Would you copy every line of the listing below that includes the word "named"?

═══ THE DATA

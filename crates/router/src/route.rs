//! Routes: an immutable matcher paired with an outcome.

use crate::error::{DispatchError, DispatchResult};
use crate::matcher::{ArgMatcher, Arity, ProgramMatcher};
use mockproc_common::{Completion, InvocationRequest};
use std::collections::BTreeMap;
use std::fmt;
use std::panic::{catch_unwind, AssertUnwindSafe};
use std::sync::Arc;

/// Computes a completion from the request that matched.
pub type Generator =
    Arc<dyn Fn(&InvocationRequest) -> anyhow::Result<Completion> + Send + Sync + 'static>;

/// What a matching route produces.
#[derive(Clone)]
pub enum Outcome {
    Fixed(Completion),
    Generator(Generator),
}

impl fmt::Debug for Outcome {
    fn fmt(&self, f: &mut fmt::Formatter<'_>) -> fmt::Result {
        match self {
            Self::Fixed(completion) => f.debug_tuple("Fixed").field(completion).finish(),
            Self::Generator(_) => f.write_str("Generator(..)"),
        }
    }
}

/// A registered invocation shape and the outcome it simulates.
///
/// All constraints are conjunctive. Constraints left unset accept anything:
/// no `cwd` means any directory, no `env` entries means any environment.
#[derive(Debug, Clone)]
pub struct Route {
    name: Option<String>,
    program: ProgramMatcher,
    args: Vec<ArgMatcher>,
    arity: Arity,
    cwd: Option<String>,
    env: BTreeMap<String, String>,
    input: Option<Vec<u8>>,
    outcome: Outcome,
}

impl Route {
    pub fn builder(program: impl Into<ProgramMatcher>) -> RouteBuilder {
        RouteBuilder::new(program.into())
    }

    pub fn name(&self) -> Option<&str> {
        self.name.as_deref()
    }

    pub fn program(&self) -> &ProgramMatcher {
        &self.program
    }

    pub fn args(&self) -> &[ArgMatcher] {
        &self.args
    }

    pub fn arity(&self) -> Arity {
        self.arity
    }

    pub fn cwd(&self) -> Option<&str> {
        self.cwd.as_deref()
    }

    pub fn outcome(&self) -> &Outcome {
        &self.outcome
    }

    /// Name used in diagnostics and history when the route has none.
    pub fn label(&self) -> String {
        if let Some(name) = &self.name {
            return name.clone();
        }
        let mut parts = vec![self.program.label()];
        parts.extend(self.args.iter().map(|m| match m {
            ArgMatcher::Exact(token) => token.clone(),
            ArgMatcher::Pattern(pattern) => format!("/{}/", pattern.as_str()),
            ArgMatcher::Any => "*".to_string(),
        }));
        if self.arity == Arity::Prefix {
            parts.push("...".to_string());
        }
        parts.join(" ")
    }

    /// Program, then positional arguments, then arity, then cwd, env and input.
    pub fn matches(&self, request: &InvocationRequest) -> bool {
        if !self.program.matches(request.program()) {
            return false;
        }

        let args = request.args();
        let arity_ok = match self.arity {
            Arity::Prefix => args.len() >= self.args.len(),
            Arity::Exact => args.len() == self.args.len(),
        };
        if !arity_ok {
            return false;
        }
        if !self
            .args
            .iter()
            .zip(args)
            .all(|(matcher, token)| matcher.matches(token))
        {
            return false;
        }

        if let Some(cwd) = &self.cwd {
            if cwd != &request.cwd {
                return false;
            }
        }

        if self
            .env
            .iter()
            .any(|(key, value)| request.env_var(key) != Some(value.as_str()))
        {
            return false;
        }

        match &self.input {
            Some(expected) => request.input.as_deref() == Some(expected.as_slice()),
            None => true,
        }
    }

    /// Tokens absorbed by pattern and wildcard positions, in order.
    ///
    /// Returns `None` when the route does not match `request`.
    pub fn captures<'r>(&self, request: &'r InvocationRequest) -> Option<Vec<&'r str>> {
        if !self.matches(request) {
            return None;
        }
        Some(
            self.args
                .iter()
                .zip(request.args())
                .filter(|(matcher, _)| matcher.captures())
                .map(|(_, token)| token.as_str())
                .collect(),
        )
    }

    /// Produce this route's completion for `request`.
    ///
    /// The caller is expected to have checked [`Route::matches`]. Generator
    /// errors and panics come back as [`DispatchError::GeneratorFailure`].
    pub fn resolve(&self, request: &InvocationRequest) -> DispatchResult<Completion> {
        match &self.outcome {
            Outcome::Fixed(completion) => Ok(completion.clone()),
            Outcome::Generator(generator) => {
                let failure = |message: String| DispatchError::GeneratorFailure {
                    route: self.label(),
                    request: request.clone(),
                    message,
                };
                match catch_unwind(AssertUnwindSafe(|| generator(request))) {
                    Ok(Ok(completion)) => Ok(completion),
                    Ok(Err(err)) => Err(failure(format!("{err:#}"))),
                    Err(panic) => Err(failure(panic_message(panic.as_ref()))),
                }
            }
        }
    }
}

fn panic_message(payload: &(dyn std::any::Any + Send)) -> String {
    if let Some(msg) = payload.downcast_ref::<&str>() {
        format!("generator panicked: {msg}")
    } else if let Some(msg) = payload.downcast_ref::<String>() {
        format!("generator panicked: {msg}")
    } else {
        "generator panicked".to_string()
    }
}

/// Incremental construction of a [`Route`].
///
/// Pattern errors are held until the route is finished with
/// [`RouteBuilder::complete`] or [`RouteBuilder::generate`].
#[derive(Debug)]
pub struct RouteBuilder {
    name: Option<String>,
    program: ProgramMatcher,
    args: Vec<ArgMatcher>,
    arity: Arity,
    cwd: Option<String>,
    env: BTreeMap<String, String>,
    input: Option<Vec<u8>>,
    error: Option<DispatchError>,
}

impl RouteBuilder {
    fn new(program: ProgramMatcher) -> Self {
        Self {
            name: None,
            program,
            args: Vec::new(),
            arity: Arity::Prefix,
            cwd: None,
            env: BTreeMap::new(),
            input: None,
            error: None,
        }
    }

    pub fn named(mut self, name: impl Into<String>) -> Self {
        self.name = Some(name.into());
        self
    }

    /// Exact argument at the next position.
    pub fn arg(mut self, token: impl Into<String>) -> Self {
        self.args.push(ArgMatcher::Exact(token.into()));
        self
    }

    /// Exact arguments at the next positions.
    pub fn args<I, S>(mut self, tokens: I) -> Self
    where
        I: IntoIterator<Item = S>,
        S: Into<String>,
    {
        self.args
            .extend(tokens.into_iter().map(|t| ArgMatcher::Exact(t.into())));
        self
    }

    /// Whole-token regular expression at the next position.
    pub fn pattern(mut self, pattern: &str) -> Self {
        match ArgMatcher::pattern(pattern) {
            Ok(matcher) => self.args.push(matcher),
            Err(err) => {
                self.error.get_or_insert(err);
            }
        }
        self
    }

    /// Wildcard at the next position.
    pub fn any(mut self) -> Self {
        self.args.push(ArgMatcher::Any);
        self
    }

    pub fn matcher(mut self, matcher: ArgMatcher) -> Self {
        self.args.push(matcher);
        self
    }

    pub fn arity(mut self, arity: Arity) -> Self {
        self.arity = arity;
        self
    }

    /// Require the argument count to equal the number of matchers.
    pub fn exact_arity(self) -> Self {
        self.arity(Arity::Exact)
    }

    pub fn cwd(mut self, cwd: impl Into<String>) -> Self {
        self.cwd = Some(cwd.into());
        self
    }

    pub fn env(mut self, key: impl Into<String>, value: impl Into<String>) -> Self {
        self.env.insert(key.into(), value.into());
        self
    }

    pub fn input(mut self, input: impl Into<Vec<u8>>) -> Self {
        self.input = Some(input.into());
        self
    }

    pub fn complete(self, completion: Completion) -> DispatchResult<Route> {
        self.finish(Outcome::Fixed(completion))
    }

    pub fn generate<F>(self, generator: F) -> DispatchResult<Route>
    where
        F: Fn(&InvocationRequest) -> anyhow::Result<Completion> + Send + Sync + 'static,
    {
        self.finish(Outcome::Generator(Arc::new(generator)))
    }

    pub fn outcome(self, outcome: Outcome) -> DispatchResult<Route> {
        self.finish(outcome)
    }

    fn finish(self, outcome: Outcome) -> DispatchResult<Route> {
        if let Some(err) = self.error {
            return Err(err);
        }
        Ok(Route {
            name: self.name,
            program: self.program,
            args: self.args,
            arity: self.arity,
            cwd: self.cwd,
            env: self.env,
            input: self.input,
            outcome,
        })
    }
}

#[cfg(test)]
mod tests {
    use super::*;
    use anyhow::bail;

    fn req(argv: &[&str], cwd: &str) -> InvocationRequest {
        InvocationRequest::new(argv.iter().copied(), cwd)
    }

    #[test]
    fn test_prefix_arity_leaves_trailing_tokens_free() {
        let route = Route::builder("git")
            .arg("log")
            .complete(Completion::success(""))
            .unwrap();
        assert!(route.matches(&req(&["git", "log"], "/")));
        assert!(route.matches(&req(&["git", "log", "--oneline", "-5"], "/")));
        assert!(!route.matches(&req(&["git"], "/")));
        assert!(!route.matches(&req(&["git", "status"], "/")));
    }

    #[test]
    fn test_exact_arity_rejects_extra_tokens() {
        let route = Route::builder("git")
            .args(["rev-parse", "--show-toplevel"])
            .exact_arity()
            .complete(Completion::success("/repo\n"))
            .unwrap();
        assert!(route.matches(&req(&["git", "rev-parse", "--show-toplevel"], "/")));
        assert!(!route.matches(&req(&["git", "rev-parse", "--show-toplevel", "x"], "/")));
        assert!(!route.matches(&req(&["git", "rev-parse"], "/")));
    }

    #[test]
    fn test_bare_program_route_with_exact_arity() {
        let route = Route::builder("git")
            .exact_arity()
            .complete(Completion::failure(1, "usage: git\n"))
            .unwrap();
        assert!(route.matches(&req(&["git"], "/")));
        assert!(!route.matches(&req(&["git", "status"], "/")));
    }

    #[test]
    fn test_cwd_env_and_input_constraints() {
        let route = Route::builder("tool")
            .cwd("/repo")
            .env("LANG", "C")
            .input("yes\n")
            .complete(Completion::success("ok"))
            .unwrap();

        let matching = req(&["tool"], "/repo")
            .with_env([("LANG", "C"), ("HOME", "/root")])
            .with_input("yes\n");
        assert!(route.matches(&matching));

        assert!(!route.matches(&InvocationRequest {
            cwd: "/other".into(),
            ..matching.clone()
        }));
        assert!(!route.matches(&InvocationRequest {
            env: None,
            ..matching.clone()
        }));
        assert!(!route.matches(&InvocationRequest {
            input: Some(b"no\n".to_vec()),
            ..matching
        }));
    }

    #[test]
    fn test_captures_skip_exact_positions() {
        let route = Route::builder("git")
            .args(["remote", "get-url"])
            .any()
            .complete(Completion::default())
            .unwrap();
        let request = req(&["git", "remote", "get-url", "upstream", "--push"], "/");
        assert_eq!(route.captures(&request), Some(vec!["upstream"]));
        assert_eq!(route.captures(&req(&["git", "status"], "/")), None);
    }

    #[test]
    fn test_generator_error_becomes_generator_failure() {
        let route = Route::builder("git")
            .named("broken")
            .generate(|_| bail!("fixture misconfigured"))
            .unwrap();
        let err = route.resolve(&req(&["git"], "/")).unwrap_err();
        match err {
            DispatchError::GeneratorFailure {
                route,
                request,
                message,
            } => {
                assert_eq!(route, "broken");
                assert_eq!(request.argv, vec!["git"]);
                assert!(message.contains("fixture misconfigured"));
            }
            other => panic!("unexpected error: {other:?}"),
        }
    }

    #[test]
    fn test_generator_panic_becomes_generator_failure() {
        let route = Route::builder("git")
            .generate(|req| {
                let name = req.arg(5).expect("sixth argument");
                Ok(Completion::success(name))
            })
            .unwrap();
        let err = route.resolve(&req(&["git"], "/")).unwrap_err();
        assert!(
            matches!(err, DispatchError::GeneratorFailure { ref message, .. } if message.contains("sixth argument")),
            "unexpected error: {err:?}"
        );
    }

    #[test]
    fn test_builder_defers_pattern_errors() {
        let err = Route::builder("git")
            .pattern("[")
            .arg("status")
            .complete(Completion::default())
            .unwrap_err();
        assert!(matches!(err, DispatchError::InvalidPattern { .. }));
    }

    #[test]
    fn test_labels() {
        let route = Route::builder("git")
            .arg("remote")
            .pattern("get-.*")
            .any()
            .complete(Completion::default())
            .unwrap();
        assert_eq!(route.label(), "git remote /get-.*/ * ...");

        let route = Route::builder(ProgramMatcher::Any)
            .exact_arity()
            .complete(Completion::default())
            .unwrap();
        assert_eq!(route.label(), "*");
    }
}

══════

[EXERCISE RESPONSE]:
    pub fn named(mut self, name: impl Into<String>) -> Self {
            .named("broken")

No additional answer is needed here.